▸ **What you should do**
The answer must consist of every line in the records that contains the word "kind".

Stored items
Start of Block

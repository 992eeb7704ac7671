//! 检查点存储 - 业务能力层
//!
//! 职责：
//! - 每个会话一个 JSON 文件：`checkpoint_{session_id}.json`
//! - 写入是原子的（先写临时文件再 rename），中途崩溃不会留下半截记录
//! - 按身份 + 日期范围查找可恢复的会话
//!
//! 存储后端以 `CheckpointStorage` trait 抽象，编排层只依赖 `CheckpointStore`。

use crate::error::CheckpointError;
use crate::models::{CheckpointRecord, WorkPlan};
use std::path::{Path, PathBuf};
use tracing::{debug, info, warn};

const FILE_PREFIX: &str = "checkpoint_";
const FILE_SUFFIX: &str = ".json";

/// 检查点存储后端
pub trait CheckpointStorage {
    /// 读取原始内容；不存在时返回 `None`
    fn read(&self, session_id: &str) -> Result<Option<String>, CheckpointError>;

    /// 原子地替换整条记录
    fn write(&self, session_id: &str, contents: &str) -> Result<(), CheckpointError>;

    /// 列出所有会话 ID
    fn list(&self) -> Result<Vec<String>, CheckpointError>;

    fn remove(&self, session_id: &str) -> Result<(), CheckpointError>;
}

/// 基于文件系统的存储
#[derive(Debug, Clone)]
pub struct FsCheckpointStorage {
    dir: PathBuf,
}

impl FsCheckpointStorage {
    pub fn new(dir: impl Into<PathBuf>) -> Self {
        Self { dir: dir.into() }
    }

    pub fn dir(&self) -> &Path {
        &self.dir
    }

    /// 检查点文件路径
    pub fn path_for(&self, session_id: &str) -> PathBuf {
        self.dir
            .join(format!("{}{}{}", FILE_PREFIX, session_id, FILE_SUFFIX))
    }

    fn io_error(path: &Path) -> impl FnOnce(std::io::Error) -> CheckpointError + '_ {
        move |source| CheckpointError::Io {
            path: path.to_path_buf(),
            source,
        }
    }
}

impl CheckpointStorage for FsCheckpointStorage {
    fn read(&self, session_id: &str) -> Result<Option<String>, CheckpointError> {
        let path = self.path_for(session_id);
        match std::fs::read_to_string(&path) {
            Ok(contents) => Ok(Some(contents)),
            Err(e) if e.kind() == std::io::ErrorKind::NotFound => Ok(None),
            Err(e) => Err(Self::io_error(&path)(e)),
        }
    }

    fn write(&self, session_id: &str, contents: &str) -> Result<(), CheckpointError> {
        std::fs::create_dir_all(&self.dir).map_err(Self::io_error(&self.dir))?;

        let path = self.path_for(session_id);
        let tmp_path = path.with_extension("json.tmp");
        std::fs::write(&tmp_path, contents).map_err(Self::io_error(&tmp_path))?;
        std::fs::rename(&tmp_path, &path).map_err(Self::io_error(&path))?;
        Ok(())
    }

    fn list(&self) -> Result<Vec<String>, CheckpointError> {
        let entries = match std::fs::read_dir(&self.dir) {
            Ok(entries) => entries,
            Err(e) if e.kind() == std::io::ErrorKind::NotFound => return Ok(Vec::new()),
            Err(e) => return Err(Self::io_error(&self.dir)(e)),
        };

        let mut ids = Vec::new();
        for entry in entries {
            let entry = entry.map_err(Self::io_error(&self.dir))?;
            let name = entry.file_name();
            let Some(name) = name.to_str() else { continue };
            if let Some(id) = name
                .strip_prefix(FILE_PREFIX)
                .and_then(|rest| rest.strip_suffix(FILE_SUFFIX))
            {
                ids.push(id.to_string());
            }
        }
        ids.sort();
        Ok(ids)
    }

    fn remove(&self, session_id: &str) -> Result<(), CheckpointError> {
        let path = self.path_for(session_id);
        match std::fs::remove_file(&path) {
            Ok(()) => Ok(()),
            Err(e) if e.kind() == std::io::ErrorKind::NotFound => Ok(()),
            Err(e) => Err(Self::io_error(&path)(e)),
        }
    }
}

/// 检查点存储
pub struct CheckpointStore<S = FsCheckpointStorage> {
    storage: S,
}

impl CheckpointStore<FsCheckpointStorage> {
    /// 在目录中存储检查点
    pub fn in_dir(dir: impl Into<PathBuf>) -> Self {
        Self::new(FsCheckpointStorage::new(dir))
    }
}

impl<S: CheckpointStorage> CheckpointStore<S> {
    pub fn new(storage: S) -> Self {
        Self { storage }
    }

    pub fn storage(&self) -> &S {
        &self.storage
    }

    /// 刷新 `last_updated_at` 并整体写入
    pub fn save(&self, record: &mut CheckpointRecord) -> Result<(), CheckpointError> {
        record.touch();
        let json = serde_json::to_string_pretty(record)?;
        self.storage.write(&record.session_id, &json)?;
        debug!(
            "💾 检查点已保存: {} (已完成 {} 项, 状态 {})",
            record.session_id,
            record.completed_keys.len(),
            record.status
        );
        Ok(())
    }

    /// 读取记录；不存在或内容损坏时返回 `None`
    pub fn load(&self, session_id: &str) -> Result<Option<CheckpointRecord>, CheckpointError> {
        let Some(contents) = self.storage.read(session_id)? else {
            return Ok(None);
        };
        match serde_json::from_str(&contents) {
            Ok(record) => Ok(Some(record)),
            Err(e) => {
                warn!("⚠️ 检查点 {} 内容损坏，已忽略: {}", session_id, e);
                Ok(None)
            }
        }
    }

    /// 所有可读取的记录，按最后更新时间倒序
    pub fn list_records(&self) -> Result<Vec<CheckpointRecord>, CheckpointError> {
        let mut records = Vec::new();
        for id in self.storage.list()? {
            if let Some(record) = self.load(&id)? {
                records.push(record);
            }
        }
        records.sort_by(|a, b| b.last_updated_at.cmp(&a.last_updated_at));
        Ok(records)
    }

    /// 查找与计划匹配、最近更新的可恢复会话
    pub fn find_resumable(
        &self,
        plan: &WorkPlan,
    ) -> Result<Option<CheckpointRecord>, CheckpointError> {
        let found = self
            .list_records()?
            .into_iter()
            .find(|r| r.status.is_resumable() && r.matches_plan(plan));
        if let Some(record) = &found {
            info!(
                "📂 找到可恢复的会话 {} (状态 {}, 已完成 {} 项)",
                record.session_id,
                record.status,
                record.completed_keys.len()
            );
        }
        Ok(found)
    }

    /// 最近更新的可恢复会话（不限身份与日期）
    pub fn find_latest_resumable(&self) -> Result<Option<CheckpointRecord>, CheckpointError> {
        Ok(self
            .list_records()?
            .into_iter()
            .find(|r| r.status.is_resumable()))
    }

    /// 删除已完成会话的检查点，返回删除数量
    pub fn prune_completed(&self) -> Result<usize, CheckpointError> {
        let mut removed = 0;
        for record in self.list_records()? {
            if record.status == crate::models::BatchStatus::Completed {
                self.storage.remove(&record.session_id)?;
                removed += 1;
            }
        }
        if removed > 0 {
            info!("🧹 已清理 {} 个已完成的检查点", removed);
        }
        Ok(removed)
    }
}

End of Block

▸ **Answer section**
            Err(e) if e.kind() == std::io::ErrorKind::NotFound => Ok(None),
            Err(e) if e.kind() == std::io::ErrorKind::NotFound => return Ok(Vec::new()),
            Err(e) if e.kind() == std::io::ErrorKind::NotFound => Ok(()),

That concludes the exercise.